Collected data:
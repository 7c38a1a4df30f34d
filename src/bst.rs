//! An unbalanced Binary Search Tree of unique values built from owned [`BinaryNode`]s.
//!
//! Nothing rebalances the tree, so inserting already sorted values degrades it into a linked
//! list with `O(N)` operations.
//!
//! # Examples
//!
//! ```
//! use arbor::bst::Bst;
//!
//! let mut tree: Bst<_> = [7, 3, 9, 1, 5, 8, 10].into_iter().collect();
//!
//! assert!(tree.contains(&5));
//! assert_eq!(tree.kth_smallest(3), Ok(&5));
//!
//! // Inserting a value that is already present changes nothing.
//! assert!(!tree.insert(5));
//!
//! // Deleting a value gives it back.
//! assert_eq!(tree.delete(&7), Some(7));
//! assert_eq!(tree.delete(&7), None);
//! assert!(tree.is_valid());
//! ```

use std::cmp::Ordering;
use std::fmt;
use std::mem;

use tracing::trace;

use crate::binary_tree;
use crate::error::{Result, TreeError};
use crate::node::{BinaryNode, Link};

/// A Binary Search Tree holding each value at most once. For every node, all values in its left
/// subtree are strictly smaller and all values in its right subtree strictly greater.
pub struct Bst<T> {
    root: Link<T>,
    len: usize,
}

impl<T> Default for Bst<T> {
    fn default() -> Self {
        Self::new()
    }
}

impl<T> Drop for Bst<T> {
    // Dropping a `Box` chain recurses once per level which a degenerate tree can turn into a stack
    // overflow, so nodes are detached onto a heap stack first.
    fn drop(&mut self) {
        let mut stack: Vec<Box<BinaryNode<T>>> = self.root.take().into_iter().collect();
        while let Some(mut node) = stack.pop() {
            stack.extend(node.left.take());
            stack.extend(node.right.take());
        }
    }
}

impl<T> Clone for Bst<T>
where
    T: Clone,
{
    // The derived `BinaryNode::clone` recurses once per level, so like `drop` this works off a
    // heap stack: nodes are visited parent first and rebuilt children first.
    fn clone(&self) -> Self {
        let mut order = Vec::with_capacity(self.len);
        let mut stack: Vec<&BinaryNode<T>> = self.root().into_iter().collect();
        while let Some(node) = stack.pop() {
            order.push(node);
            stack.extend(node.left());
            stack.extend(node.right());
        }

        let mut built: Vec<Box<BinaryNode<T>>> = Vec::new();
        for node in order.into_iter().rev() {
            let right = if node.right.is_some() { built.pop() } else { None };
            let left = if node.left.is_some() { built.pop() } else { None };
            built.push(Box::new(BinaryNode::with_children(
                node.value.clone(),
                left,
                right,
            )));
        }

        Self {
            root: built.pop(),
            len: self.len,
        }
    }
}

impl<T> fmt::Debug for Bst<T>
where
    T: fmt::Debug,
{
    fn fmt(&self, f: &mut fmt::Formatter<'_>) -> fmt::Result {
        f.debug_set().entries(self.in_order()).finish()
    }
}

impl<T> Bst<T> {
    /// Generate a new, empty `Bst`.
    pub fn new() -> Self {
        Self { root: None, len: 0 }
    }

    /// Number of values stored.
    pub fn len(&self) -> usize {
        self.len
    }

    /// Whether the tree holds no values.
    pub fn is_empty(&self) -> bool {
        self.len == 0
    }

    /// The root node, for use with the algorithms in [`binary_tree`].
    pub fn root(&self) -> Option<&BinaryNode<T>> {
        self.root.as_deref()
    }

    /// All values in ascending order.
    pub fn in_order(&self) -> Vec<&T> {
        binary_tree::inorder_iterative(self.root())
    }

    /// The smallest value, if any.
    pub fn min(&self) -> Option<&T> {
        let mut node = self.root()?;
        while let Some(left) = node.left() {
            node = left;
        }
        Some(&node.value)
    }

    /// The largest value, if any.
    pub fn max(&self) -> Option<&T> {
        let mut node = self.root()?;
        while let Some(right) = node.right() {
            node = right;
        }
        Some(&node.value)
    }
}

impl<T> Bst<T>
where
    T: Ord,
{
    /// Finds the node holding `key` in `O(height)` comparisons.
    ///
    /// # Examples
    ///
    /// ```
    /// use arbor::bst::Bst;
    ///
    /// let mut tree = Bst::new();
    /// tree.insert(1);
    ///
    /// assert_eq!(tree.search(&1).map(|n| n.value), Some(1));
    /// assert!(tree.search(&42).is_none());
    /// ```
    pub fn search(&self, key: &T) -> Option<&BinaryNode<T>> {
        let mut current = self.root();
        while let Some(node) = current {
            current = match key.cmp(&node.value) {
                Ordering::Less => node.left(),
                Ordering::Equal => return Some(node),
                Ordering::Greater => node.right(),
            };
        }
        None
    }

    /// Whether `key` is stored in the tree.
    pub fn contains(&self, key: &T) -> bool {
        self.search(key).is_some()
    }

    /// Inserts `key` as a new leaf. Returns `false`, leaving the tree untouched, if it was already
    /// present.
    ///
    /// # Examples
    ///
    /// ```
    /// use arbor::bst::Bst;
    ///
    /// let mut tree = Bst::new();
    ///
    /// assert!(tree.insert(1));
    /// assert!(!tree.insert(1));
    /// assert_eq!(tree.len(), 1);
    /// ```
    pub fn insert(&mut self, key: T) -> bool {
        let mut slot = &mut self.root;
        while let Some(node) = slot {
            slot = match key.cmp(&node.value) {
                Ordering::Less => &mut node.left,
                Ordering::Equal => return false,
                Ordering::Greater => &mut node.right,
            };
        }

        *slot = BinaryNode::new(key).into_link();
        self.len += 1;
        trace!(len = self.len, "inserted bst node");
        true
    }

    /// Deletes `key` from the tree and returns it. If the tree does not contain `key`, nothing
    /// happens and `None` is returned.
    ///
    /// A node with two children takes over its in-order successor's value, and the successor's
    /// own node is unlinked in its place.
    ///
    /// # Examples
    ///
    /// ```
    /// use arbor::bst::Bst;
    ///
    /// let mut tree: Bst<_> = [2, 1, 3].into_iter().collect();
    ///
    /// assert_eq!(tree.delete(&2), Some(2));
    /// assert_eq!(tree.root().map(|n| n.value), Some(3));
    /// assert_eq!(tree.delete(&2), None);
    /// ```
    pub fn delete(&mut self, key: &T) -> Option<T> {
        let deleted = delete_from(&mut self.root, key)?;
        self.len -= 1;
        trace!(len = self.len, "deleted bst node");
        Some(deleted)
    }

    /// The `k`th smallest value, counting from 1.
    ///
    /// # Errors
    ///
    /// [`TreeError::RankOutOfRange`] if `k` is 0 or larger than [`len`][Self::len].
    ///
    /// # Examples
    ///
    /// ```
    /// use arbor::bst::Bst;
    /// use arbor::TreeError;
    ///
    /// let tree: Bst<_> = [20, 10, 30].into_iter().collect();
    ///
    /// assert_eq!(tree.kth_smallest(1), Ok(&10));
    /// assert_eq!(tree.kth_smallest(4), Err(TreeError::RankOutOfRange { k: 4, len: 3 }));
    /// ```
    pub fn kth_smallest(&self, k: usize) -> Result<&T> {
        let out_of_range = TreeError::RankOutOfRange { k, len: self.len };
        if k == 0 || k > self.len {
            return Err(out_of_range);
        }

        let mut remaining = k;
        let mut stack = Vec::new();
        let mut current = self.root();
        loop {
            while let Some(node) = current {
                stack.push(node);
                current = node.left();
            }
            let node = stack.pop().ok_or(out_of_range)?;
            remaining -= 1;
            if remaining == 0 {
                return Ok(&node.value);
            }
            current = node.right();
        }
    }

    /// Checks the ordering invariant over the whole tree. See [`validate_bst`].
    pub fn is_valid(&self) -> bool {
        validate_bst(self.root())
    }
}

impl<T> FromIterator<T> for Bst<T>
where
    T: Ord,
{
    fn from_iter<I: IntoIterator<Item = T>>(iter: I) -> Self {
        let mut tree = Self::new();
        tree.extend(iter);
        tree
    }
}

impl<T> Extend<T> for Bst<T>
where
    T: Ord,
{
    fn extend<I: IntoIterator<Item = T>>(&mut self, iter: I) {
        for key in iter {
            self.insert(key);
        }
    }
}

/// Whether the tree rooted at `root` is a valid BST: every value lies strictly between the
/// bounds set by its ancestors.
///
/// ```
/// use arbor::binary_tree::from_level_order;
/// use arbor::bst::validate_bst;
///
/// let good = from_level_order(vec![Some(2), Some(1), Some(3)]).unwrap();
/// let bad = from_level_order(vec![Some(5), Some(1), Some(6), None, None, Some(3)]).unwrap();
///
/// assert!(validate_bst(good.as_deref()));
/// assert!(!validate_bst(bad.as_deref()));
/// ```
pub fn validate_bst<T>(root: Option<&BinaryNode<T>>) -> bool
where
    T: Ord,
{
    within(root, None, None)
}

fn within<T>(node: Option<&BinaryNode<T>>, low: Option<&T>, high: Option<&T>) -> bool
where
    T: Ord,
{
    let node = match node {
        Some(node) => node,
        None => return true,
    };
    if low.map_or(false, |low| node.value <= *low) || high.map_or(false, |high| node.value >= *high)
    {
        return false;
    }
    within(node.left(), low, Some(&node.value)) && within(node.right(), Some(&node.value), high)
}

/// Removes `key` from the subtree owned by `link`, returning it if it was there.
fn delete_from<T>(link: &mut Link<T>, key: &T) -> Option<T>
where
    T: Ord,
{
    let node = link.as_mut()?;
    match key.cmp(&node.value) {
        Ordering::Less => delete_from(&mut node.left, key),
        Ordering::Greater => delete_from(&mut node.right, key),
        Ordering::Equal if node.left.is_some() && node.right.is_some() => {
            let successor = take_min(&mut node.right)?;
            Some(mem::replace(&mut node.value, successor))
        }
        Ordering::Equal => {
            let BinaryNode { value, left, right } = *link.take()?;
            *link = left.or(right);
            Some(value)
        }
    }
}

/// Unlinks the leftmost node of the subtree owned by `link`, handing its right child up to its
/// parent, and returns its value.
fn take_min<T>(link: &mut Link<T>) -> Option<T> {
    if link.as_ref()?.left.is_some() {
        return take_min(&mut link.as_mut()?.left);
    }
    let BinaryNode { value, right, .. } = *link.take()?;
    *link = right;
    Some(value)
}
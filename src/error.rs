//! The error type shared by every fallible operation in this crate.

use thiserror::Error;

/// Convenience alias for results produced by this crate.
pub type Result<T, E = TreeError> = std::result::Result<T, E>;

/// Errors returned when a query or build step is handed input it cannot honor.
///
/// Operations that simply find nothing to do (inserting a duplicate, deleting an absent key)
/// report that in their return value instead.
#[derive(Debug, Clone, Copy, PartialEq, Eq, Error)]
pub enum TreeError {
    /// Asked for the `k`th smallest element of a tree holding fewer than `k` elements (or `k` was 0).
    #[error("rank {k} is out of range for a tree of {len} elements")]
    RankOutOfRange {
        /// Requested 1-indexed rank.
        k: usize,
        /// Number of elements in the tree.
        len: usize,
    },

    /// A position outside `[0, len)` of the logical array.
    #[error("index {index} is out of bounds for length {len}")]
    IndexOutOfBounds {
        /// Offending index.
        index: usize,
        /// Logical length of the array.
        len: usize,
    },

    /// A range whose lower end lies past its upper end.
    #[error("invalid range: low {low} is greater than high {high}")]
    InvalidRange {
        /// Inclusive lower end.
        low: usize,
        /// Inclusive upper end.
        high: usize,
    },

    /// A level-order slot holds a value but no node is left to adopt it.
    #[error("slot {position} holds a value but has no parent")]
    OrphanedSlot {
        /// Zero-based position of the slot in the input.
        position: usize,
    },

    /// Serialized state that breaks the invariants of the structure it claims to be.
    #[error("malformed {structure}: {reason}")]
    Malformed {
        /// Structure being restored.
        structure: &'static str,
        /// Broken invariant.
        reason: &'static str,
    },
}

» REQUIRED WORK: Your answer should consist of the lines from the line with "current = match" to the line with "self.len -= 1;" above, repeated exactly, both ends included.

» RESPONSE TO THIS TASK:
            current = match key.cmp(&node.value) {
                Ordering::Less => node.left(),
                Ordering::Equal => return Some(node),
                Ordering::Greater => node.right(),
            };
        }
        None
    }

    /// Whether `key` is stored in the tree.
    pub fn contains(&self, key: &T) -> bool {
        self.search(key).is_some()
    }

    /// Inserts `key` as a new leaf. Returns `false`, leaving the tree untouched, if it was already
    /// present.
    ///
    /// # Examples
    ///
    /// ```
    /// use arbor::bst::Bst;
    ///
    /// let mut tree = Bst::new();
    ///
    /// assert!(tree.insert(1));
    /// assert!(!tree.insert(1));
    /// assert_eq!(tree.len(), 1);
    /// ```
    pub fn insert(&mut self, key: T) -> bool {
        let mut slot = &mut self.root;
        while let Some(node) = slot {
            slot = match key.cmp(&node.value) {
                Ordering::Less => &mut node.left,
                Ordering::Equal => return false,
                Ordering::Greater => &mut node.right,
            };
        }

        *slot = BinaryNode::new(key).into_link();
        self.len += 1;
        trace!(len = self.len, "inserted bst node");
        true
    }

    /// Deletes `key` from the tree and returns it. If the tree does not contain `key`, nothing
    /// happens and `None` is returned.
    ///
    /// A node with two children takes over its in-order successor's value, and the successor's
    /// own node is unlinked in its place.
    ///
    /// # Examples
    ///
    /// ```
    /// use arbor::bst::Bst;
    ///
    /// let mut tree: Bst<_> = [2, 1, 3].into_iter().collect();
    ///
    /// assert_eq!(tree.delete(&2), Some(2));
    /// assert_eq!(tree.root().map(|n| n.value), Some(3));
    /// assert_eq!(tree.delete(&2), None);
    /// ```
    pub fn delete(&mut self, key: &T) -> Option<T> {
        let deleted = delete_from(&mut self.root, key)?;
        self.len -= 1;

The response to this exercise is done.